At first sight, I knew that Alex was trouble. He was a 5 foot 5 inch, 115 pound anger-filled wiseass. When I met him for the first time, in a guidance counselors office, I had no preconceptions about him. I didn’t know his story. I didn’t have a scale by which to gage his behavior, but I saw in his eyes that defiant spark that I was so familiar with. He watched me closely as I reached to shake his hand, his hesitation more of a reflex than an affront. I came to learn quickly that he was constantly on-guard around adults, as his normal interaction with them was one-sided and adversarial; adults reacting to his bad behavior.

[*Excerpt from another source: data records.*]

//! Password analyzer - main analysis logic.
//!
//! Runs the pattern detector, entropy calculator, strength scorer and crack
//! time estimator over one password and assembles a fresh `AnalysisReport`.
//! Nothing is cached between calls.

use secrecy::{ExposeSecret, SecretString};

#[cfg(feature = "serde")]
use serde::Serialize;

#[cfg(feature = "async")]
use tokio::sync::mpsc;

#[cfg(feature = "async")]
use tokio_util::sync::CancellationToken;

use crate::config::EngineConfig;
use crate::crack_time::{CrackTime, CrackTimeEstimator, SecurityLevel};
use crate::entropy::EntropyCalculator;
use crate::error::Result;
use crate::patterns::{self, PatternFlags};
use crate::scorer::{ScoreFactors, Strength, StrengthScorer};
use crate::sections::CharacterClasses;

/// Entropy below this triggers the "increase complexity" advice.
const LOW_ENTROPY_BITS: f64 = 40.0;

const EMPTY_PASSWORD_ADVICE: &str = "Enter a password to analyze";
const ALL_GOOD_ADVICE: &str = "Password meets security best practices!";

/// Read-only report on one password.
#[derive(Debug, Clone, PartialEq)]
#[cfg_attr(feature = "serde", derive(Serialize))]
pub struct AnalysisReport {
    pub length: usize,
    #[cfg_attr(feature = "serde", serde(flatten))]
    pub classes: CharacterClasses,
    /// Fraction of the four character classes present.
    pub diversity_score: f64,
    /// Bits, over the classes actually present in the password.
    pub entropy: f64,
    #[cfg_attr(feature = "serde", serde(flatten))]
    pub patterns: PatternFlags,
    pub detected_patterns: Vec<String>,
    pub score: u8,
    pub strength: Strength,
    pub crack_time: CrackTime,
    pub security_level: SecurityLevel,
    pub recommendations: Vec<String>,
}

impl AnalysisReport {
    fn empty() -> Self {
        Self {
            length: 0,
            classes: CharacterClasses::default(),
            diversity_score: 0.0,
            entropy: 0.0,
            patterns: PatternFlags::default(),
            detected_patterns: Vec::new(),
            score: 0,
            strength: Strength::Weak,
            crack_time: CrackTime::Instant,
            security_level: SecurityLevel::VeryWeak,
            recommendations: vec![EMPTY_PASSWORD_ADVICE.to_string()],
        }
    }

    pub fn factors(&self) -> ScoreFactors {
        ScoreFactors {
            length: self.length,
            classes: self.classes,
            entropy: self.entropy,
            patterns: self.patterns,
        }
    }
}

#[derive(Debug, Clone, Copy, Default)]
pub struct PasswordAnalyzer {
    scorer: StrengthScorer,
    estimator: CrackTimeEstimator,
}

impl PasswordAnalyzer {
    pub fn new() -> Self {
        Self::default()
    }

    /// Builds an analyzer from a validated configuration.
    pub fn with_config(config: &EngineConfig) -> Result<Self> {
        config.validate()?;
        Ok(Self {
            scorer: StrengthScorer::new(config.thresholds),
            estimator: CrackTimeEstimator::new(config.brute_force_rate),
        })
    }

    /// Analyzes `password` and returns a detailed report.
    ///
    /// The empty password short-circuits to a fixed report without running
    /// any scanner.
    pub fn analyze(&self, password: &SecretString) -> AnalysisReport {
        let pwd = password.expose_secret();
        if pwd.is_empty() {
            return AnalysisReport::empty();
        }

        let length = pwd.chars().count();
        let classes = CharacterClasses::classify(pwd);
        let patterns = patterns::detect_all(pwd);
        let entropy = EntropyCalculator::entropy(length, classes.alphabet_size());

        let factors = ScoreFactors {
            length,
            classes,
            entropy,
            patterns,
        };
        let score = self.scorer.score(&factors);
        let strength = self.scorer.strength(score);
        let crack_time = self.estimator.estimate_from_entropy(entropy);

        #[cfg(feature = "tracing")]
        tracing::debug!(
            length,
            classes = classes.count(),
            score,
            %strength,
            "password analyzed"
        );

        AnalysisReport {
            length,
            classes,
            diversity_score: classes.diversity(),
            entropy,
            patterns,
            detected_patterns: patterns.names().into_iter().map(String::from).collect(),
            score,
            strength,
            crack_time,
            security_level: crack_time.security_level(),
            recommendations: recommendations(&factors),
        }
    }

    /// Like [`analyze`](Self::analyze), but returns `None` without doing any
    /// work if `token` is already cancelled.
    #[cfg(feature = "async")]
    pub fn analyze_cancellable(
        &self,
        password: &SecretString,
        token: &CancellationToken,
    ) -> Option<AnalysisReport> {
        if token.is_cancelled() {
            #[cfg(feature = "tracing")]
            tracing::debug!("analysis cancelled before start");
            return None;
        }
        Some(self.analyze(password))
    }
}

/// Improvement advice, in fixed order. Each condition adds independently.
fn recommendations(factors: &ScoreFactors) -> Vec<String> {
    let mut advice = Vec::new();

    if factors.length < 8 {
        advice.push("Increase length to at least 8 characters");
    } else if factors.length < 12 {
        advice.push("Consider increasing length to 12+ characters");
    }

    let classes = &factors.classes;
    if !classes.has_uppercase {
        advice.push("Add uppercase letters (A-Z)");
    }
    if !classes.has_lowercase {
        advice.push("Add lowercase letters (a-z)");
    }
    if !classes.has_numbers {
        advice.push("Add numbers (0-9)");
    }
    if !classes.has_symbols {
        advice.push("Add symbols (!@#$...)");
    }

    let patterns = &factors.patterns;
    if patterns.has_common_patterns {
        advice.push("Avoid common words and patterns");
    }
    if patterns.has_sequential {
        advice.push("Avoid sequential characters (abc, 123)");
    }
    if patterns.has_keyboard_patterns {
        advice.push("Avoid keyboard patterns (qwerty)");
    }
    if patterns.has_repeated_chars {
        advice.push("Avoid repeated characters (aaa, 111)");
    }
    if patterns.has_date_pattern {
        advice.push("Avoid dates (birthdays, anniversaries)");
    }
    if patterns.has_number_only_suffix {
        advice.push("Avoid ending the password with a run of digits");
    }

    if factors.entropy < LOW_ENTROPY_BITS {
        advice.push("Significantly increase password complexity");
    }

    if advice.is_empty() {
        advice.push(ALL_GOOD_ADVICE);
    }

    advice.into_iter().map(String::from).collect()
}

/// Analyzes `password` with the default configuration.
pub fn analyze_password(password: &SecretString) -> AnalysisReport {
    PasswordAnalyzer::new().analyze(password)
}

/// Async version that sends the report via channel.
///
/// Nothing is sent if `token` is cancelled before the analysis starts.
#[cfg(feature = "async")]
pub async fn analyze_password_tx(
    password: &SecretString,
    token: CancellationToken,
    tx: mpsc::Sender<AnalysisReport>,
) {
    #[cfg(feature = "tracing")]
    tracing::info!("analysis is about to start...");

    let Some(report) = PasswordAnalyzer::new().analyze_cancellable(password, &token) else {
        return;
    };

    if let Err(_e) = tx.send(report).await {
        #[cfg(feature = "tracing")]
        tracing::error!("Failed to send password analysis report: receiver dropped");
    }
}

#[cfg(test)]
mod tests {
    use super::*;

    fn secret(value: &str) -> SecretString {
        SecretString::new(value.to_string().into())
    }

    #[test]
    fn test_analyze_empty_password() {
        let report = analyze_password(&secret(""));

        assert_eq!(report.score, 0);
        assert_eq!(report.strength, Strength::Weak);
        assert_eq!(report.entropy, 0.0);
        assert_eq!(report.crack_time.to_string(), "Instant");
        assert_eq!(report.security_level, SecurityLevel::VeryWeak);
        assert_eq!(report.recommendations, vec!["Enter a password to analyze"]);
        assert!(report.detected_patterns.is_empty());
    }

    #[test]
    fn test_analyze_common_password_with_suffix() {
        let report = analyze_password(&secret("password123"));

        assert!(report.patterns.has_common_patterns);
        assert!(report.patterns.has_number_only_suffix);
        assert!(matches!(report.strength, Strength::Weak | Strength::Medium));
        // 20 (length) + 12 (variety) + 18 (entropy) - 40 (patterns)
        assert_eq!(report.score, 10);
        assert_eq!(report.length, 11);
        assert!(report.classes.has_lowercase);
        assert!(report.classes.has_numbers);
        assert_eq!(report.diversity_score, 0.5);
    }

    #[test]
    fn test_analyze_strong_password() {
        let report = analyze_password(&secret("Zy8#kPm2!vQx7&Rw"));

        assert_eq!(report.length, 16);
        assert_eq!(report.diversity_score, 1.0);
        assert_eq!(report.patterns, PatternFlags::default());
        // 28 + 25 + 30 (104.9 bits) + 15
        assert_eq!(report.score, 98);
        assert_eq!(report.strength, Strength::VeryStrong);
        assert_eq!(report.crack_time, CrackTime::Millennia);
        assert_eq!(report.security_level, SecurityLevel::VeryStrong);
        assert_eq!(
            report.recommendations,
            vec!["Password meets security best practices!"]
        );
    }

    #[test]
    fn test_entropy_uses_present_classes() {
        let report = analyze_password(&secret("abcdefgh"));
        let expected = 8.0 * 26f64.log2();
        assert!((report.entropy - expected).abs() < 1e-9);
    }

    #[test]
    fn test_analyze_is_idempotent() {
        let analyzer = PasswordAnalyzer::new();
        let pwd = secret("Tr0ub4dor&3");
        assert_eq!(analyzer.analyze(&pwd), analyzer.analyze(&pwd));
    }

    #[test]
    fn test_recommendations_order() {
        let report = analyze_password(&secret("aaa"));
        assert_eq!(
            report.recommendations,
            vec![
                "Increase length to at least 8 characters",
                "Add uppercase letters (A-Z)",
                "Add numbers (0-9)",
                "Add symbols (!@#$...)",
                "Avoid repeated characters (aaa, 111)",
                "Significantly increase password complexity",
            ]
        );
    }

    #[test]
    fn test_recommendations_for_medium_length() {
        let report = analyze_password(&secret("Zy8#kPm2!v"));
        assert_eq!(
            report.recommendations,
            vec!["Consider increasing length to 12+ characters"]
        );
    }

    #[test]
    fn test_detected_pattern_names() {
        let report = analyze_password(&secret("qwerty1990-01-01"));
        assert_eq!(
            report.detected_patterns,
            vec![
                "Common weak patterns",
                "Sequential characters",
                "Keyboard patterns",
                "Date patterns",
                "Numbers-only suffix",
            ]
        );
    }

    #[test]
    fn test_score_boundaries() {
        let analyzer = PasswordAnalyzer::new();
        for pwd in ["", "a", "password", "MyPass123!", "VeryStrongPassword123!@#"] {
            let report = analyzer.analyze(&secret(pwd));
            assert!(report.score <= 100);
        }
    }

    #[test]
    fn test_with_config_rate_changes_crack_time() {
        let config = EngineConfig {
            brute_force_rate: 1.0,
            ..EngineConfig::default()
        };
        let analyzer = PasswordAnalyzer::with_config(&config).unwrap();
        // "ab": 2 * log2(26) bits, 676 / 2 = 338 seconds
        let report = analyzer.analyze(&secret("ab"));
        assert_eq!(report.crack_time, CrackTime::Minutes(5));
        assert_eq!(report.security_level, SecurityLevel::Weak);
    }

    #[test]
    fn test_with_config_rejects_invalid() {
        let config = EngineConfig {
            min_length: 0,
            ..EngineConfig::default()
        };
        assert!(PasswordAnalyzer::with_config(&config).is_err());
    }

    #[test]
    fn test_report_debug_has_no_password() {
        let report = analyze_password(&secret("Sup3rSecretValue!"));
        let debug = format!("{:?}", report);
        assert!(!debug.contains("Sup3rSecretValue"));
    }
}

#[cfg(all(test, feature = "async"))]
mod async_tests {
    use super::*;

    fn secret(value: &str) -> SecretString {
        SecretString::new(value.to_string().into())
    }

    #[tokio::test]
    async fn test_analyze_with_cancellation() {
        let token = CancellationToken::new();
        token.cancel();

        let report = PasswordAnalyzer::new().analyze_cancellable(&secret("SomePassword123!"), &token);
        assert!(report.is_none());
    }

    #[tokio::test]
    async fn test_analyze_without_cancellation() {
        let token = CancellationToken::new();
        let report = PasswordAnalyzer::new().analyze_cancellable(&secret("TestPass123!"), &token);
        assert!(report.is_some());
    }

    #[tokio::test]
    async fn test_analyze_password_tx() {
        let (tx, mut rx) = mpsc::channel(1);
        let token = CancellationToken::new();

        analyze_password_tx(&secret("TestPass123!"), token, tx).await;

        let report = rx.recv().await.expect("Should receive report");
        assert_eq!(report.length, 12);
    }

    #[tokio::test]
    async fn test_analyze_password_tx_cancelled_sends_nothing() {
        let (tx, mut rx) = mpsc::channel(1);
        let token = CancellationToken::new();
        token.cancel();

        analyze_password_tx(&secret("TestPass123!"), token, tx).await;

        assert!(rx.recv().await.is_none());
    }
}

Alex had taunted and threatened another boy in class bringing the boy to tears which resulted in a trip to the nurses office. Alex was a happenstance bully. He struck when an opening presented itself, and on this day, the object of his wrath made the mistake of siding with another student in accusing Alex of throwing pencils into the thin, cardboard plied suspended ceiling. The victim, bothered by Alex and his threats, broke down. I asked Alex what had happened and he told me, “nothin’.” ”Nothin’, than we’re all set, you can leave,” I told him. He cocked his head and stood perfectly still. “What? Where? I don’t understand.”
Sit down I commanded. He did and we met, for the first time. Our journey together had begun.